Pasukan Ukraina telah mundur dari Ocheretyne dan beberapa kota dan desa lainnya, menciptakan irisan bagi pasukan Rusia dan membahayakan kota-kota besar di bagian Donetsk yang dikuasai Kiev.
‘Kami menyerbu tanpa dukungan’
Beberapa prajurit Ukraina dari Brigade 155, yang mengambil alih pertahanan kota, menyalahkan kejatuhan kota itu karena kesalahan komandan mereka.
“Kompi saya benar-benar hancur, kami melakukan tugas dalam kondisi terburuk dan tidak ada yang peduli, kami menyerbu tanpa dukungan dan dengan komando yang bodoh, kami bertahan dengan hampir tidak ada dukungan dan dengan komando yang sama bodohnya,” tulis salah satu prajurit di X, yang sebelumnya dikenal dengan nama Twitter.
Seorang pensiunan jenderal Ukraina mengatakan bahwa dominasi gedung-gedung apartemen bertingkat di Ocheretyne di padang rumput di sekitarnya dapat menjadi penangkal yang efektif terhadap pasukan Rusia dan mencegah pengambilalihan kota.
“Apa yang kita alami adalah kegagalan sistemik yang serius,” kata Jenderal Serhiy Krivonos dalam sebuah pidato yang disiarkan di televisi.
Pihak Rusia diprediksi akan menang.
Seorang analis militer pro-Kremlin menyalahkan kejatuhan ini pada kesalahan Oleksandr Syrskii, panglima tertinggi angkatan bersenjata Ukraina yang baru, dan kurangnya persenjataan, amunisi, dan pertahanan udara secara keseluruhan.
“Kelemahannya adalah bahwa seluruh Ukraina tahu, semua prajurit tahu bahwa tidak ada uang, tidak ada peralatan, kekurangan sistem pertahanan udara yang mengerikan,” kata Vladimir Prokhvatilov dari Akademi Ilmu Pengetahuan Militer Rusia kepada Radio Sputnik yang didanai oleh Kremlin.
“Dan ketika Syrskii memerintahkan penarikan mundur, orang-orang langsung lari, dia sendiri yang memicu kepanikan,” katanya seperti dikutip.
Syrskii menggantikan Valerii Zaluzhnyi, seorang jenderal yang sangat populer yang dilaporkan berselisih dengan Presiden Ukraina Volodymyr Zelenskyy mengenai strategi serangan balik dan kebutuhan mendesak untuk memobilisasi ratusan ribu orang.

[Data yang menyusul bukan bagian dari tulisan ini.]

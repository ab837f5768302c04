// ============================================================================
// flebuild-core/src/plan.rs
// ============================================================================
//
// BUILD PLANNING: Source/Target Pairing and Staleness
//
// Pairs every discovered source with its target and classifies the target:
// - Missing: no target file yet
// - Stale: target modified before its source
// - UpToDate: target at least as new as its source (equal mtimes count)
//
// Planning never touches the output directory, so it is also what the
// `status` command and dry runs use.

use std::fmt;
use std::fs;
use std::io;
use std::path::{Path, PathBuf};
use std::time::SystemTime;

use crate::config::BuildConfig;
use crate::discovery::{find_source_files, target_path_for};
use crate::error::CoreResult;

/// Freshness of a target relative to its source.
#[derive(Debug, Clone, Copy, PartialEq, Eq)]
pub enum Freshness {
    Missing,
    Stale,
    UpToDate,
}

impl Freshness {
    pub fn as_str(self) -> &'static str {
        match self {
            Freshness::Missing => "missing",
            Freshness::Stale => "stale",
            Freshness::UpToDate => "up-to-date",
        }
    }

    pub fn needs_conversion(self) -> bool {
        !matches!(self, Freshness::UpToDate)
    }
}

impl fmt::Display for Freshness {
    fn fmt(&self, f: &mut fmt::Formatter<'_>) -> fmt::Result {
        f.write_str(self.as_str())
    }
}

/// One source file and the target it produces.
#[derive(Debug, Clone, PartialEq, Eq)]
pub struct ConversionJob {
    pub source: PathBuf,
    pub target: PathBuf,
    pub freshness: Freshness,
}

impl ConversionJob {
    /// File name of the source, for messages.
    pub fn source_name(&self) -> String {
        display_name(&self.source)
    }
}

/// The jobs for one invocation, ordered by source path.
#[derive(Debug, Clone, Default, PartialEq, Eq)]
pub struct BuildPlan {
    pub jobs: Vec<ConversionJob>,
    forced: bool,
}

impl BuildPlan {
    /// Jobs that will run. A forced plan runs every job.
    pub fn pending(&self) -> Vec<&ConversionJob> {
        self.jobs
            .iter()
            .filter(|job| self.forced || job.freshness.needs_conversion())
            .collect()
    }

    /// Jobs that will be skipped.
    pub fn up_to_date(&self) -> Vec<&ConversionJob> {
        self.jobs
            .iter()
            .filter(|job| !self.forced && !job.freshness.needs_conversion())
            .collect()
    }

    pub fn is_empty(&self) -> bool {
        self.jobs.is_empty()
    }

    pub fn is_forced(&self) -> bool {
        self.forced
    }
}

/// Discovers sources and classifies their targets.
pub fn plan(config: &BuildConfig) -> CoreResult<BuildPlan> {
    let sources = find_source_files(&config.source_dir)?;
    let mut jobs = Vec::with_capacity(sources.len());

    for source in sources {
        let target = target_path_for(&source, &config.output_dir)?;
        let freshness = freshness(&source, &target)?;
        log::debug!(
            "{} -> {} ({})",
            source.display(),
            target.display(),
            freshness
        );
        jobs.push(ConversionJob {
            source,
            target,
            freshness,
        });
    }

    Ok(BuildPlan {
        jobs,
        forced: config.force,
    })
}

/// Compares modification times of a source and its target.
pub fn freshness(source: &Path, target: &Path) -> CoreResult<Freshness> {
    let target_modified = match modified(target) {
        Ok(time) => time,
        Err(e) if e.kind() == io::ErrorKind::NotFound => return Ok(Freshness::Missing),
        Err(e) => return Err(e.into()),
    };
    let source_modified = modified(source)?;

    if target_modified < source_modified {
        Ok(Freshness::Stale)
    } else {
        Ok(Freshness::UpToDate)
    }
}

fn modified(path: &Path) -> io::Result<SystemTime> {
    fs::metadata(path)?.modified()
}

pub(crate) fn display_name(path: &Path) -> String {
    path.file_name()
        .map(|name| name.to_string_lossy().into_owned())
        .unwrap_or_else(|| path.display().to_string())
}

Para analis memprediksi sebuah terobosan besar dari Rusia.
“Ini adalah terobosan yang tidak hanya taktis tetapi juga strategis. Dan itulah mengapa Rusia hanya akan memperkuat tekanan mereka,” kata analis yang berbasis di Kyiv, Mikhail Zhyrokhov, kepada Radio NV.
“Situasi di sekitar Ocheretyne sangat sulit dan cenderung memburuk. Karena kemajuan seperti itu memberikan keuntungan besar bagi Rusia di sisi sayap. Itu sebabnya mempertahankan kota-kota lain, garis pertahanan lain akan sangat sulit,” ujarnya seperti dikutip.
“Di front Donetsk, ada sebuah lubang besar di mana Rusia dapat maju ke tiga atau empat arah,” kata Nikolay Mitrokhin dari Universitas Bremen di Jerman kepada Al Jazeera.
Dengan mengerahkan lebih banyak pasukan, Rusia dapat menghancurkan posisi Ukraina di sepanjang Sungai Bakhmutka dan maju hingga 15 km ke arah barat daya tanpa banyak perlawanan, katanya.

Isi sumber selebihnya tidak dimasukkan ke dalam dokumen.